TÜRKİYE SAVAŞ HAZIRLIKLARINA GİRERKEN
Kıbrıslırum araştırmacı Makarios Druşotis de aynı konular üzerinde durup, Türkiye’nin daha darbe öncesinden hazırlıklarına başladığını araştırmalarında yansıtmıştır. Ona göre Türkiye savaş hazırlıklarına girişmiş, artık harekata girişmeye hazır duruma gelmişti 39. Tümen çıkarma tatbikatlarını Kıbrıs’a yönlendirmişti. Druşotis şöyle demektedir:
“Bu arada Türkiye savaş hazırlıklarına girdi, artık Kıbrıs’a saldırmaya hazırdı. Girne’deki Yunan KYP’sinin şefi durumundaki teğmen Alexandros Simeoforides’in bir Yunan araştırma komitesinde verdiği ifadedeki gibi, Türkiye-NATO’ya katılmayan ve Türk ulusal ordusunun bir kısmını oluşturan- 39. Tümenin tertiplendiği zamandan beri Kıbrıs’ı hedeflemişti.

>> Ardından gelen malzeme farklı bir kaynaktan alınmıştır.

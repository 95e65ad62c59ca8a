//! Order representation used inside the order books.
//!
//! An order is immutable once submitted except for its remaining
//! share count, which only the matching loop reduces. The trader is
//! referenced through an opaque [`TraderId`]; the book never owns or
//! resolves traders, it only addresses notifications to them.

use std::fmt;

use crate::messages::NewOrder;
use crate::money::{Price, Shares};
use crate::order_type::OrderType;
use crate::side::Side;

/// Opaque handle identifying the trader an order belongs to.
///
/// Resolved by the session layer's own registry.
#[derive(Debug, Copy, Clone, PartialEq, Eq, Hash, PartialOrd, Ord)]
pub struct TraderId(pub u64);

impl fmt::Display for TraderId {
    fn fmt(&self, f: &mut fmt::Formatter<'_>) -> fmt::Result {
        write!(f, "trader#{}", self.0)
    }
}

/// A single order in a book.
#[derive(Debug, Clone, PartialEq, Eq)]
pub struct Order {
    pub trader: TraderId,
    pub symbol: String,
    pub side: Side,
    pub order_type: OrderType,

    /// Unfilled shares; the order leaves its book when this hits zero.
    pub remaining_qty: Shares,

    /// Arrival sequence within the book, assigned on submission.
    /// Earlier sequence wins between equally ranked orders.
    pub sequence: u64,
}

impl Order {
    pub fn new(
        trader: TraderId,
        symbol: impl Into<String>,
        side: Side,
        order_type: OrderType,
        shares: Shares,
    ) -> Self {
        Order {
            trader,
            symbol: symbol.into(),
            side,
            order_type,
            remaining_qty: shares,
            sequence: 0,
        }
    }

    /// Construct an `Order` from a [`NewOrder`] request.
    pub fn from_new_order(msg: &NewOrder) -> Self {
        Order::new(
            msg.trader,
            msg.symbol.clone(),
            msg.side,
            msg.order_type,
            msg.shares,
        )
    }

    /// Limit price, `None` for market orders.
    pub fn price(&self) -> Option<Price> {
        self.order_type.limit_price()
    }

    /// Returns `true` if the order is fully filled.
    pub fn is_filled(&self) -> bool {
        self.remaining_qty == 0
    }

    /// Fill the order by up to `qty` shares.
    ///
    /// Returns the quantity actually filled (`<= qty` and
    /// `<= remaining_qty`).
    pub fn fill(&mut self, qty: Shares) -> Shares {
        let filled = qty.min(self.remaining_qty);
        self.remaining_qty -= filled;
        filled
    }
}
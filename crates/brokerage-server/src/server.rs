//! TCP listener and top-level server wiring.
//!
//! This module:
//! - Lists the configured securities.
//! - Listens on the configured address/port.
//! - Accepts new TCP connections and assigns each a `ClientId`.
//! - Spawns:
//!   - a per-client task to handle I/O,
//!   - a single central engine task that owns the `Brokerage`.

use std::sync::atomic::{AtomicU64, Ordering};
use std::sync::Arc;

use anyhow::{Context, Result};
use exchange_core::StockExchange;
use tokio::net::TcpListener;
use tokio::sync::{mpsc, RwLock};
use tracing::{error, info, warn};

use crate::brokerage::Brokerage;
use crate::client;
use crate::config::Config;
use crate::engine_task;
use crate::types::{ClientId, ClientRegistry, EngineRx, EngineTx, OutboundRx, OutboundTx};

/// Counter for assigning unique `ClientId`s.
static NEXT_CLIENT_ID: AtomicU64 = AtomicU64::new(1);

fn next_client_id() -> ClientId {
    let id = NEXT_CLIENT_ID.fetch_add(1, Ordering::Relaxed);
    ClientId(id)
}

/// Build the brokerage with every configured listing.
pub fn build_brokerage(config: &Config) -> Result<Brokerage> {
    let mut brokerage = Brokerage::new(StockExchange::new());
    for listing in &config.listings {
        brokerage
            .list_security(&listing.symbol, &listing.company_name, listing.price)
            .with_context(|| format!("listing {}", listing.symbol))?;
    }
    Ok(brokerage)
}

/// Run the TCP server with the given configuration.
pub async fn run(config: Config) -> Result<()> {
    let brokerage = build_brokerage(&config)?;

    let addr = config.socket_addr_string();
    let listener = TcpListener::bind(&addr)
        .await
        .with_context(|| format!("binding {addr}"))?;
    info!(%addr, "listening");

    // Shared registry of clients → outbound channels.
    let clients: ClientRegistry = Arc::new(RwLock::new(Default::default()));

    // Channel from clients → engine task.
    let (engine_tx, engine_rx): (EngineTx, EngineRx) = mpsc::unbounded_channel();

    tokio::spawn(engine_task::run_engine_loop(engine_rx, clients.clone(), brokerage));

    loop {
        let (stream, peer_addr) = listener.accept().await.context("accepting connection")?;
        let current_clients = clients.read().await.len();

        if current_clients >= config.max_clients {
            warn!(
                %peer_addr,
                max_clients = config.max_clients,
                "rejecting connection: max_clients reached"
            );
            // Dropping the stream closes it.
            continue;
        }

        let client_id = next_client_id();
        info!(client = %client_id, %peer_addr, "accepted connection");

        let (out_tx, out_rx): (OutboundTx, OutboundRx) = mpsc::unbounded_channel();
        clients.write().await.insert(client_id, out_tx.clone());

        let engine_tx_clone = engine_tx.clone();

        tokio::spawn(async move {
            if let Err(e) = client::run_client(
                client_id,
                stream,
                engine_tx_clone,
                out_tx,
                out_rx,
            )
            .await
            {
                error!(client = %client_id, error = %format!("{e:#}"), "client error");
            }
        });
    }
}
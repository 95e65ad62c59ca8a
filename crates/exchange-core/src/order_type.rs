//! Order type (Market vs Limit).
//!
//! A limit order carries its price; a market order has none and
//! executes at whatever price the opposite side offers.

use crate::money::Price;

#[derive(Debug, Copy, Clone, PartialEq, Eq)]
pub enum OrderType {
    Market,
    Limit(Price),
}

impl OrderType {
    /// Limit price, or `None` for market orders.
    pub fn limit_price(&self) -> Option<Price> {
        match self {
            OrderType::Market => None,
            OrderType::Limit(price) => Some(*price),
        }
    }
}
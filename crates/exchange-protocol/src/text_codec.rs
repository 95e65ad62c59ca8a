// crates/exchange-protocol/src/text_codec.rs

//! Text line codec.
//!
//! Input format (lines → [`Command`]), keyword case-insensitive,
//! fields separated by commas and trimmed:
//!
//! - Register a trader:   `REGISTER, name, password`
//! - Log in:              `LOGIN, name, password`
//! - Log out:             `LOGOUT`
//! - List a security:     `LIST, symbol, company name, price`
//! - Limit order:         `BUY, symbol, shares, price` / `SELL, …`
//! - Market order:        `BUY, symbol, shares, MKT` / `SELL, …`
//! - Quote:               `QUOTE, symbol`
//!
//! Output format ([`OutputMessage`] → line):
//!
//! - Ack:    `New order: Buy ABC (Abc Corp) 100 shares at $10.00`
//!           or `… shares at market`
//! - Fill:   `You bought: 100 ABC at 10.00 amt 1000.00`
//!           or `You sold: …`
//! - Quote:  `Abc Corp (ABC) Price: 10.00 hi: 10.50 lo: 9.75 vol: 300 Ask: 10.25 size: 100 Bid: none`
//! - Listed: `Listed ABC (Abc Corp) at 10.00`

use std::str::FromStr;

use exchange_core::{
    format_money, OrderType, OutputMessage, Price, Quote, Shares, Side, TopOrder,
};
use rust_decimal::Decimal;
use thiserror::Error;

/// A parsed client command.
///
/// Commands carry no trader identity; the session layer attaches the
/// logged-in trader before anything reaches the exchange.
#[derive(Debug, Clone, PartialEq, Eq)]
pub enum Command {
    Register { name: String, password: String },
    Login { name: String, password: String },
    Logout,
    List { symbol: String, company_name: String, price: Price },
    Order { symbol: String, side: Side, order_type: OrderType, shares: Shares },
    Quote { symbol: String },
}

#[derive(Debug, Clone, PartialEq, Eq, Error)]
pub enum ParseError {
    #[error("unknown command: {0}")]
    UnknownCommand(String),

    #[error("{command} expects {expected} fields, got {got}")]
    FieldCount {
        command: &'static str,
        expected: usize,
        got: usize,
    },

    #[error("invalid share count: {0}")]
    InvalidShares(String),

    #[error("invalid price: {0}")]
    InvalidPrice(String),

    #[error("empty {0}")]
    EmptyField(&'static str),
}

/// Parse a single line into a [`Command`].
///
/// Returns `Ok(None)` for blank lines or comments (starting with `#`).
pub fn parse_command(line: &str) -> Result<Option<Command>, ParseError> {
    let trimmed = line.trim();
    if trimmed.is_empty() || trimmed.starts_with('#') {
        return Ok(None);
    }

    let tokens = split_and_trim(trimmed, ',');
    let keyword = tokens[0].to_ascii_uppercase();

    let command = match keyword.as_str() {
        "REGISTER" => {
            let [name, password] = fields::<2>("REGISTER", &tokens)?;
            Command::Register {
                name: non_empty(name, "screen name")?,
                password: password.to_string(),
            }
        }
        "LOGIN" => {
            let [name, password] = fields::<2>("LOGIN", &tokens)?;
            Command::Login {
                name: non_empty(name, "screen name")?,
                password: password.to_string(),
            }
        }
        "LOGOUT" => {
            fields::<0>("LOGOUT", &tokens)?;
            Command::Logout
        }
        "LIST" => {
            let [symbol, company_name, price] = fields::<3>("LIST", &tokens)?;
            Command::List {
                symbol: non_empty(symbol, "symbol")?,
                company_name: non_empty(company_name, "company name")?,
                price: parse_price(price)?,
            }
        }
        "BUY" | "SELL" => parse_order(&keyword, &tokens)?,
        "QUOTE" => {
            let [symbol] = fields::<1>("QUOTE", &tokens)?;
            Command::Quote {
                symbol: non_empty(symbol, "symbol")?,
            }
        }
        _ => return Err(ParseError::UnknownCommand(tokens[0].to_string())),
    };

    Ok(Some(command))
}

fn parse_order(keyword: &str, tokens: &[&str]) -> Result<Command, ParseError> {
    // BUY|SELL, symbol, shares, price|MKT
    let (name, side) = match Side::from_keyword(keyword) {
        Some(Side::Buy) => ("BUY", Side::Buy),
        Some(Side::Sell) => ("SELL", Side::Sell),
        None => return Err(ParseError::UnknownCommand(keyword.to_string())),
    };
    let [symbol, shares, price] = fields::<3>(name, tokens)?;

    let order_type = if price.eq_ignore_ascii_case("MKT") || price.eq_ignore_ascii_case("MARKET") {
        OrderType::Market
    } else {
        OrderType::Limit(parse_price(price)?)
    };

    Ok(Command::Order {
        symbol: non_empty(symbol, "symbol")?,
        side,
        order_type,
        shares: parse_shares(shares)?,
    })
}

/// Render an [`OutputMessage`] as the text a trader sees.
pub fn format_output(msg: &OutputMessage) -> String {
    match msg {
        OutputMessage::Listed(l) => format!(
            "Listed {} ({}) at {}",
            l.symbol,
            l.company_name,
            format_money(l.price)
        ),
        OutputMessage::Ack(a) => {
            let at = match a.order_type {
                OrderType::Market => "market".to_string(),
                OrderType::Limit(price) => format!("${}", format_money(price)),
            };
            format!(
                "New order: {} {} ({}) {} shares at {}",
                a.side.label(),
                a.symbol,
                a.company_name,
                a.shares,
                at
            )
        }
        OutputMessage::Fill(f) => {
            let verb = match f.side {
                Side::Buy => "bought",
                Side::Sell => "sold",
            };
            format!(
                "You {}: {} {} at {} amt {}",
                verb,
                f.shares,
                f.symbol,
                format_money(f.price),
                format_money(f.amount)
            )
        }
        OutputMessage::Quote { quote, .. } => format_quote(quote),
    }
}

/// Render a quote on one line.
pub fn format_quote(q: &Quote) -> String {
    format!(
        "{} ({}) Price: {} hi: {} lo: {} vol: {} Ask: {} Bid: {}",
        q.company_name,
        q.symbol,
        format_money(q.last_price),
        format_money(q.high),
        format_money(q.low),
        q.volume,
        format_top(q.ask.as_ref()),
        format_top(q.bid.as_ref()),
    )
}

// -----------------------------------------------------------------------------
// Helpers
// -----------------------------------------------------------------------------

fn format_top(top: Option<&TopOrder>) -> String {
    match top {
        None => "none".to_string(),
        Some(t) => {
            let price = match t.price() {
                Some(p) => format_money(p),
                None => "market".to_string(),
            };
            format!("{} size: {}", price, t.shares)
        }
    }
}

fn split_and_trim(s: &str, delimiter: char) -> Vec<&str> {
    s.split(delimiter).map(str::trim).collect()
}

/// The `N` fields following the keyword, or a field-count error.
fn fields<'a, const N: usize>(
    command: &'static str,
    tokens: &[&'a str],
) -> Result<[&'a str; N], ParseError> {
    let rest = &tokens[1..];
    <[&'a str; N]>::try_from(rest).map_err(|_| ParseError::FieldCount {
        command,
        expected: N,
        got: rest.len(),
    })
}

fn non_empty(s: &str, what: &'static str) -> Result<String, ParseError> {
    if s.is_empty() {
        Err(ParseError::EmptyField(what))
    } else {
        Ok(s.to_string())
    }
}

fn parse_shares(s: &str) -> Result<Shares, ParseError> {
    match s.parse::<Shares>() {
        Ok(n) if n > 0 => Ok(n),
        _ => Err(ParseError::InvalidShares(s.to_string())),
    }
}

fn parse_price(s: &str) -> Result<Price, ParseError> {
    let digits = s.strip_prefix('$').unwrap_or(s);
    Decimal::from_str(digits).map_err(|_| ParseError::InvalidPrice(s.to_string()))
}
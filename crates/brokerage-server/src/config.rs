//! Configuration for the brokerage server.
//!
//! Defaults can be overridden via environment variables:
//!
//! - `BROKERAGE_BIND_ADDR`   (default: "0.0.0.0")
//! - `BROKERAGE_PORT`        (default: "9000")
//! - `BROKERAGE_MAX_CLIENTS` (default: "1024")
//! - `BROKERAGE_LISTINGS`    (default: none), securities listed at
//!   startup as `SYMBOL:Company name:price` entries separated by `;`,
//!   e.g. `ABC:Abc Corp:10.00;XYZ:Xyz Inc:4.25`

use std::env;
use std::str::FromStr;

use anyhow::{anyhow, bail, Context, Result};
use exchange_core::ListSecurity;
use rust_decimal::Decimal;

/// Server configuration.
#[derive(Debug, Clone)]
pub struct Config {
    /// IP address / interface to bind to (e.g. "0.0.0.0" or "127.0.0.1").
    pub bind_addr: String,

    /// TCP port to listen on.
    pub port: u16,

    /// Maximum number of simultaneously connected clients.
    pub max_clients: usize,

    /// Securities listed before the first connection is accepted.
    pub listings: Vec<ListSecurity>,
}

impl Default for Config {
    fn default() -> Self {
        Config {
            bind_addr: "0.0.0.0".to_string(),
            port: 9000,
            max_clients: 1024,
            listings: Vec::new(),
        }
    }
}

impl Config {
    /// Construct a `Config` from environment variables, falling back
    /// to defaults.
    pub fn from_env() -> Result<Self> {
        let defaults = Config::default();
        let bind_addr = env::var("BROKERAGE_BIND_ADDR").unwrap_or(defaults.bind_addr);
        let port = read_env_or_default("BROKERAGE_PORT", defaults.port)?;
        let max_clients = read_env_or_default("BROKERAGE_MAX_CLIENTS", defaults.max_clients)?;
        let listings = match env::var("BROKERAGE_LISTINGS") {
            Ok(entries) => parse_listings(&entries).context("BROKERAGE_LISTINGS")?,
            Err(_) => defaults.listings,
        };

        Ok(Config {
            bind_addr,
            port,
            max_clients,
            listings,
        })
    }

    /// Convenience: `addr:port` socket string.
    pub fn socket_addr_string(&self) -> String {
        format!("{}:{}", self.bind_addr, self.port)
    }
}

/// Parse `SYMBOL:Company name:price` entries separated by `;`.
///
/// Blank entries are skipped.
pub fn parse_listings(entries: &str) -> Result<Vec<ListSecurity>> {
    entries.split(';')
        .map(str::trim)
        .filter(|entry| !entry.is_empty())
        .map(parse_listing)
        .collect()
}

fn parse_listing(entry: &str) -> Result<ListSecurity> {
    let mut parts = entry.splitn(3, ':').map(str::trim);
    let (Some(symbol), Some(company_name), Some(price)) = (parts.next(), parts.next(), parts.next())
    else {
        bail!("expected SYMBOL:Company name:price, got {entry:?}");
    };
    if symbol.is_empty() || company_name.is_empty() {
        bail!("empty symbol or company name in {entry:?}");
    }
    let price = Decimal::from_str(price)
        .map_err(|e| anyhow!("invalid price {price:?} for {symbol}: {e}"))?;

    Ok(ListSecurity {
        symbol: symbol.to_string(),
        company_name: company_name.to_string(),
        price,
    })
}

fn read_env_or_default<T>(key: &str, default: T) -> Result<T>
where
    T: FromStr,
    T::Err: std::error::Error + Send + Sync + 'static,
{
    match env::var(key) {
        Ok(val) => val
            .parse::<T>()
            .with_context(|| format!("invalid value for {key}: {val:?}")),
        Err(_) => Ok(default),
    }
}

Simeoforides’e göre, 1974 Nisan ve Haziran arasında aniden üst rütbeli subayların kullandığı savaş uçakları uçmaya başlamış, bunların düşük rütbeli subaylarına uçaklar sadece eğitim amacıyla verilmeye başlanmıştı. Tümen her yaz Mersin’den yola çıkarak Antakya yöresine çıkarma tatbikatları yapıyordu. 39. Tümenin tatbikatları tamamlandığında-sanırım 15 Haziran’da- erlerden generallere kadar tüm izinler kaldırılmıştı (…) Temmuzda (…)sadece 39. Tümen değil bütün ordu alarma geçmişti”
( Druşotis, 2006, 328).
KAYNAKÇA
Yamak, Kemal (2006) Gölgede Kalan; İzler ve Gölgeleşen Bizler, Doğan Kitap, İstanbul.
Kılıç, Ecevit (2007) Özel Harp Dairesi-Türkiye’nin Gizli Tarihi, Güncel Yayıncılık, İstanbul.
O’Malley, B. & Craig, I. (2012) Amerika, Casusluk ve İşgal-Kıbrıs Komplosu, Kalkedon - Khora, İstanbul.
Druşotis, M. (2006) Kıbrıs, 1970-1974-Eoka B, Yunan Darbesi ve Türk İstilası, Galeri Kültür Yayınları, Lefkoşa.